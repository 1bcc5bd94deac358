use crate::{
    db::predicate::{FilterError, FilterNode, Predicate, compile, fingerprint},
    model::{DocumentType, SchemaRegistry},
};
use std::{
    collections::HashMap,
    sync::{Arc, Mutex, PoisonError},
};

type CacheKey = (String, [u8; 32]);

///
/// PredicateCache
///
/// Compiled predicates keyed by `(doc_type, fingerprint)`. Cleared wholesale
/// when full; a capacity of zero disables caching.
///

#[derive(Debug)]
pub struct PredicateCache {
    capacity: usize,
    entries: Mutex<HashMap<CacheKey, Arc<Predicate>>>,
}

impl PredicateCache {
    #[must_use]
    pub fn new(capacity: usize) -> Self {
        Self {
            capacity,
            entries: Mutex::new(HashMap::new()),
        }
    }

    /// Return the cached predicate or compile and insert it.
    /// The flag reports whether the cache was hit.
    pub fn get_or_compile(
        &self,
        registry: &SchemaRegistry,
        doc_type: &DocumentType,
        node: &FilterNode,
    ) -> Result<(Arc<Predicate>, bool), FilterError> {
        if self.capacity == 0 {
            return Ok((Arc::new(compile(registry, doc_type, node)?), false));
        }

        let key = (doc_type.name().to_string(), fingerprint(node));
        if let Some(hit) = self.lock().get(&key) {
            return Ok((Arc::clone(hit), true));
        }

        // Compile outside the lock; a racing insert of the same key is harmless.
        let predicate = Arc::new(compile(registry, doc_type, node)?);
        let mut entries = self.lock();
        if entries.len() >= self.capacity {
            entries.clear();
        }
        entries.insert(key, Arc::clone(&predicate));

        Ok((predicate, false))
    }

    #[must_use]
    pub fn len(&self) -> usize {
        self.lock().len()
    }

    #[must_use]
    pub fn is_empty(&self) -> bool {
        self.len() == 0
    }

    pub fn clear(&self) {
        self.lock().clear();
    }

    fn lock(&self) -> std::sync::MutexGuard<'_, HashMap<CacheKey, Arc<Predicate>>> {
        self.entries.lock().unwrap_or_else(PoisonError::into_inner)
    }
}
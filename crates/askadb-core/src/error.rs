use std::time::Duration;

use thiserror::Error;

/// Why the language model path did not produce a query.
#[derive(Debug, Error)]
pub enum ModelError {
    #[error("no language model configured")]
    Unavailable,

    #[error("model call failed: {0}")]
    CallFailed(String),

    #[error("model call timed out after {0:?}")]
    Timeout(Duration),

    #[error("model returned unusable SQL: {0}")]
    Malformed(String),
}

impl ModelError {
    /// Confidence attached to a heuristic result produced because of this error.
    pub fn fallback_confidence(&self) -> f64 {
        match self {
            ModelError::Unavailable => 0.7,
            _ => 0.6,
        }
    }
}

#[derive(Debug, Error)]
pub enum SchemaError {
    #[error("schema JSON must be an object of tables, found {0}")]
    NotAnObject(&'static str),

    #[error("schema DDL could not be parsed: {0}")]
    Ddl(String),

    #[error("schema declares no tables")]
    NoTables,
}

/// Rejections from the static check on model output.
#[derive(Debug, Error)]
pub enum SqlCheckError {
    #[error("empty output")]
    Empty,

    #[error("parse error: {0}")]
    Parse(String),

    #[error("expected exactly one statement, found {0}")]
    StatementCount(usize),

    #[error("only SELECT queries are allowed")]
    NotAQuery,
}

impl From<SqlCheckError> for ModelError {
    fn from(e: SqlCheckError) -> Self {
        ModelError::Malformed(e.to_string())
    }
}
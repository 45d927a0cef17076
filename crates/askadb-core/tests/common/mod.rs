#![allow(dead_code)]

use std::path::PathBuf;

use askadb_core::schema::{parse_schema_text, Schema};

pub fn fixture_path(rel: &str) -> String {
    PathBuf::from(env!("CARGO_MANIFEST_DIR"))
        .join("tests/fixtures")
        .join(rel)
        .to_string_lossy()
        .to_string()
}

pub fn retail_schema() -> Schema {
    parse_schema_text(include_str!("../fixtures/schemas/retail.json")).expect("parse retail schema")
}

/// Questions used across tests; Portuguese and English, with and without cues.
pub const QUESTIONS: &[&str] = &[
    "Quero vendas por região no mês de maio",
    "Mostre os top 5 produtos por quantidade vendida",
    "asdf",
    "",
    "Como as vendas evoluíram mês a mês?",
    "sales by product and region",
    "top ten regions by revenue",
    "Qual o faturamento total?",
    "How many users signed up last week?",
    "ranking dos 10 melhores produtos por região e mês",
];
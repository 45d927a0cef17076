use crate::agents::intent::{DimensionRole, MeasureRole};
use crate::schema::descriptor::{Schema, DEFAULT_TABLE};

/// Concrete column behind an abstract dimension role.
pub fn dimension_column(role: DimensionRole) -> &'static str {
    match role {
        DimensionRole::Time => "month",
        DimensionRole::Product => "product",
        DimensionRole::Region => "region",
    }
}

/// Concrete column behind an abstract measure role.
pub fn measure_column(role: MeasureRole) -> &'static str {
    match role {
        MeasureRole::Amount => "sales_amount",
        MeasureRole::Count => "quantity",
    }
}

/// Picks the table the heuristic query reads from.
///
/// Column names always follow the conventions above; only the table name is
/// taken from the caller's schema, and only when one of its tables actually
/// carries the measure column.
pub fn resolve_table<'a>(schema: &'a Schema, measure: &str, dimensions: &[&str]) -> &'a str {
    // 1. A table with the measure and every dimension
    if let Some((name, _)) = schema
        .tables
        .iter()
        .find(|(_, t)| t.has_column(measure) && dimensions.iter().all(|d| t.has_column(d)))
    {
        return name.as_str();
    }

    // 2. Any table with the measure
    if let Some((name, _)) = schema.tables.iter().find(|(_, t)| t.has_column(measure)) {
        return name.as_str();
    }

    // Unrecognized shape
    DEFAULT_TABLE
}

- - - - -

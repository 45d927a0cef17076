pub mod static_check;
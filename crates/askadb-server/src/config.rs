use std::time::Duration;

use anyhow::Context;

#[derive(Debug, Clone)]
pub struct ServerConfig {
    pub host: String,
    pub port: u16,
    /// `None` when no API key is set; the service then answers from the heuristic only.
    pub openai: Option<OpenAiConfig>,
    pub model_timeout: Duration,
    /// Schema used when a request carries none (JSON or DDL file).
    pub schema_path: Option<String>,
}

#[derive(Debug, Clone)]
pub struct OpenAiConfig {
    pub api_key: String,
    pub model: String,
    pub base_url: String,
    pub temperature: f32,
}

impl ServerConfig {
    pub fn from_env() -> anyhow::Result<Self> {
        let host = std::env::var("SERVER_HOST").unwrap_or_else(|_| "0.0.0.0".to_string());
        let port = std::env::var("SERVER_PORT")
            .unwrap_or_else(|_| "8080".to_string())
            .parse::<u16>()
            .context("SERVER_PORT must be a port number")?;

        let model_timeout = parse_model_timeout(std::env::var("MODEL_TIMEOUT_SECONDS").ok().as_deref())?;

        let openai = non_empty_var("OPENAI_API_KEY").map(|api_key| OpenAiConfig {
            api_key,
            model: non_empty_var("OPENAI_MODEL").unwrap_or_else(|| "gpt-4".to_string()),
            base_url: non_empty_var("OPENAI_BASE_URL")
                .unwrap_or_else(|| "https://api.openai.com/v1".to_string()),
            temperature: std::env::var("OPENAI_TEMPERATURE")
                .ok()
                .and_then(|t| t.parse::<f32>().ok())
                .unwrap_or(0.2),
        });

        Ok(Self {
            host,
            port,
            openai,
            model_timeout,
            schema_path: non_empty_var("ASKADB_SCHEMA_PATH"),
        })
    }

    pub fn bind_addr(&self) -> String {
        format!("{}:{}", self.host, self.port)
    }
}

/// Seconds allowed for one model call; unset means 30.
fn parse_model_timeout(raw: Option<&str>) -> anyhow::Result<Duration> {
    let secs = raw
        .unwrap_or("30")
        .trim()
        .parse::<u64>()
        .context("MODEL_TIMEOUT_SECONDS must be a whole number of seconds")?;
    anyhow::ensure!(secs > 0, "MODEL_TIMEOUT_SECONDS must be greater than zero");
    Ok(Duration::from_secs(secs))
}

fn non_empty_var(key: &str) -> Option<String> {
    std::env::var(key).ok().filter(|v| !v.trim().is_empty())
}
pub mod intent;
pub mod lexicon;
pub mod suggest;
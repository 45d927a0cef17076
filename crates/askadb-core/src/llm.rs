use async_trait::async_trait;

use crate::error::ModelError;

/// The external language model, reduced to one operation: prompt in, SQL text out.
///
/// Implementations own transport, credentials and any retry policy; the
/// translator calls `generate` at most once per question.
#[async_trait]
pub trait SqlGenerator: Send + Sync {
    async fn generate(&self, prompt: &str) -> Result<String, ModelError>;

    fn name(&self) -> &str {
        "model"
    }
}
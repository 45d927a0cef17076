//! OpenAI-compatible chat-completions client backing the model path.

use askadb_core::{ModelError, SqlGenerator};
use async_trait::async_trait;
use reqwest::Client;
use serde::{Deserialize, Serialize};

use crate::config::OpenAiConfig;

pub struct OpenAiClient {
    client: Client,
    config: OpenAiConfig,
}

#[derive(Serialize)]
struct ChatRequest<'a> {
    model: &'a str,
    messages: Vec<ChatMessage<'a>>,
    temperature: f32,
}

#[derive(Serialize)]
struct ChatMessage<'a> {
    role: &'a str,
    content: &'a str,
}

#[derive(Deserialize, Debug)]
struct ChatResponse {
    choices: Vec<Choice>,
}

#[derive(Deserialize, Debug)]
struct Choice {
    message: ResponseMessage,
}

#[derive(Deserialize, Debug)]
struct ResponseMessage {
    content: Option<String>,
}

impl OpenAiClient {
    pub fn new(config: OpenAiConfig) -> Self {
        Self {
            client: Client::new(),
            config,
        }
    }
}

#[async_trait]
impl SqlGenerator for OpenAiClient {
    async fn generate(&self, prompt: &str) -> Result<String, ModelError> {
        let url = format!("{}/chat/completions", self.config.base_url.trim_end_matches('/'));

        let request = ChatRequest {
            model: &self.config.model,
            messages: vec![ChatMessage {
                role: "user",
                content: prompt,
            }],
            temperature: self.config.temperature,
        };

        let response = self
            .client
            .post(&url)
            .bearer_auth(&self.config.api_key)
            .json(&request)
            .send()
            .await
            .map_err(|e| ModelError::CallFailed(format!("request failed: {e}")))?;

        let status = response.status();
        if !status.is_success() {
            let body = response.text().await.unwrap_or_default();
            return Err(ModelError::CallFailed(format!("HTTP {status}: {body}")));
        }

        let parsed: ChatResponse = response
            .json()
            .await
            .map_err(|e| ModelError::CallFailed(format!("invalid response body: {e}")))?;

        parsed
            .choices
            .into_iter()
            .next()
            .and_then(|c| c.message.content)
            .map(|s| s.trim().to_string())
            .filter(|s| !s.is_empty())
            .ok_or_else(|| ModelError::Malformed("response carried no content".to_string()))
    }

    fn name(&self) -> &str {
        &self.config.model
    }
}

- - - - -

Your assignment: Give back exactly the lines above, from the line containing "repository 1bcc5bd94deac358" through the line containing "#[derive(Debug)]", with both end lines and nothing more.

Answer space:
repository 1bcc5bd94deac358
use crate::{
    db::predicate::{FilterError, FilterNode, Predicate, compile, fingerprint},
    model::{DocumentType, SchemaRegistry},
};
use std::{
    collections::HashMap,
    sync::{Arc, Mutex, PoisonError},
};

type CacheKey = (String, [u8; 32]);

///
/// PredicateCache
///
/// Compiled predicates keyed by `(doc_type, fingerprint)`. Cleared wholesale
/// when full; a capacity of zero disables caching.
///

#[derive(Debug)]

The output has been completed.